Images of protein microcrystallization drops. (A) Microcrystallization images processed by the proposed segmentation method: original drop image obtained by an ordinary light microscope, image bias map, and image after removal of the background (upper panel, left to right). The image after removal of the image bias and filling of the image background with the average of the edges of the bias corrected image, image after application of the localized fuzzy c-mean clustering algorithm, and segmented images were used to analyze the number of microcrystals (lower panel, left to right). The original image size was 2592 $\times$ 1944 pixels, and the localized fuzzy c-mean algorithm was applied to a small region of 200 $\times$ 200 pixels. (B) Comparison of manual and proposed microcrystal counting methods for selected regions of an image (upper panel): selected regions 1–6 of the original image (top row), manually marked microcrystals in each region (middle row), and microcrystals in each region marked by the proposed method (bottom row).
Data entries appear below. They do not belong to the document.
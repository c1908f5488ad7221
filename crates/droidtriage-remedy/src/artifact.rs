//! Remediation output types.

use serde::{Deserialize, Serialize};

/// What kind of fix an artifact describes.
#[derive(Debug, Clone, Copy, Serialize, Deserialize, PartialEq, Eq, Hash)]
#[serde(rename_all = "snake_case")]
pub enum RemediationCategory {
    Permission,
    Conflict,
    Declaration,
    Advice,
}

/// Advice text plus an optional code or markup snippet.
///
/// Built fresh per call and never persisted here.
#[derive(Debug, Clone, Serialize, Deserialize, PartialEq, Eq)]
#[serde(rename_all = "camelCase")]
pub struct RemediationArtifact {
    pub category: RemediationCategory,
    pub human_text: String,
    #[serde(default, skip_serializing_if = "Option::is_none")]
    pub snippet: Option<String>,
}

impl RemediationArtifact {
    pub fn new(category: RemediationCategory, human_text: impl Into<String>) -> Self {
        Self {
            category,
            human_text: human_text.into(),
            snippet: None,
        }
    }

    pub fn with_snippet(mut self, snippet: impl Into<String>) -> Self {
        self.snippet = Some(snippet.into());
        self
    }

    /// Whether the human text or the snippet contains `needle`.
    pub fn mentions(&self, needle: &str) -> bool {
        self.human_text.contains(needle)
            || self.snippet.as_deref().is_some_and(|s| s.contains(needle))
    }
}

/// Manifest declaration for a permission plus, for runtime-granted
/// permissions only, the request flow.
#[derive(Debug, Clone, Serialize, Deserialize, PartialEq, Eq)]
#[serde(rename_all = "camelCase")]
pub struct PermissionFix {
    pub declaration: RemediationArtifact,
    #[serde(default, skip_serializing_if = "Option::is_none")]
    pub runtime_check: Option<RemediationArtifact>,
}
The number of microcrystals counted manually was plotted against that of microcrystals counted by the proposed method (lower panel). The microcrystals were counted by three experts four times and by the proposed method three times. The data represent the means ± SD. (C) Original high-resolution (left) and ordinary light (right) microscopy images (upper panel) and the histogram analysis results of the high-resolution (left) and ordinary light (right) microscopy images (lower panel).